─── STORED DATA ───

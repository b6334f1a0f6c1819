use async_trait::async_trait;
use chrono::{DateTime, Utc};
use serde::{Deserialize, Serialize};
use thiserror::Error;
use tokio::sync::broadcast;

use platter_core::domain::order::OrderState;
use platter_core::flows::FlowType;

pub mod memory;
pub mod remote;

pub use memory::InMemoryRemoteStore;
pub use remote::SqlRemoteOrderStore;

/// Buffered change notifications per subscriber before the oldest are dropped.
pub const CHANGE_FEED_CAPACITY: usize = 64;

#[derive(Debug, Error)]
pub enum RepositoryError {
    #[error("database error: {0}")]
    Database(#[from] sqlx::Error),
    #[error("decode error: {0}")]
    Decode(String),
    #[error("io error: {0}")]
    Io(#[from] std::io::Error),
}

/// One customer's order for one flow as stored remotely.
#[derive(Clone, Debug, PartialEq, Eq, Serialize, Deserialize)]
pub struct RemoteOrderRecord {
    pub flow_type: FlowType,
    pub identity: String,
    pub version: u32,
    pub state: OrderState,
    pub updated_at: DateTime<Utc>,
}

#[async_trait]
pub trait RemoteOrderStore: Send + Sync {
    async fn fetch(
        &self,
        flow_type: FlowType,
        identity: &str,
    ) -> Result<Option<RemoteOrderRecord>, RepositoryError>;

    /// Last write wins. Every successful upsert is published to subscribers.
    async fn upsert(&self, record: RemoteOrderRecord) -> Result<(), RepositoryError>;

    fn subscribe(&self) -> broadcast::Receiver<RemoteOrderRecord>;
}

───

**PROBLEM TO WORK ON**
The answer is to be the lines from the one holding "published to subscribers." through the end of the data above, transcribed character for character, both ends included.

**EXERCISE RESULT**
    /// Last write wins. Every successful upsert is published to subscribers.
    async fn upsert(&self, record: RemoteOrderRecord) -> Result<(), RepositoryError>;

    fn subscribe(&self) -> broadcast::Receiver<RemoteOrderRecord>;
}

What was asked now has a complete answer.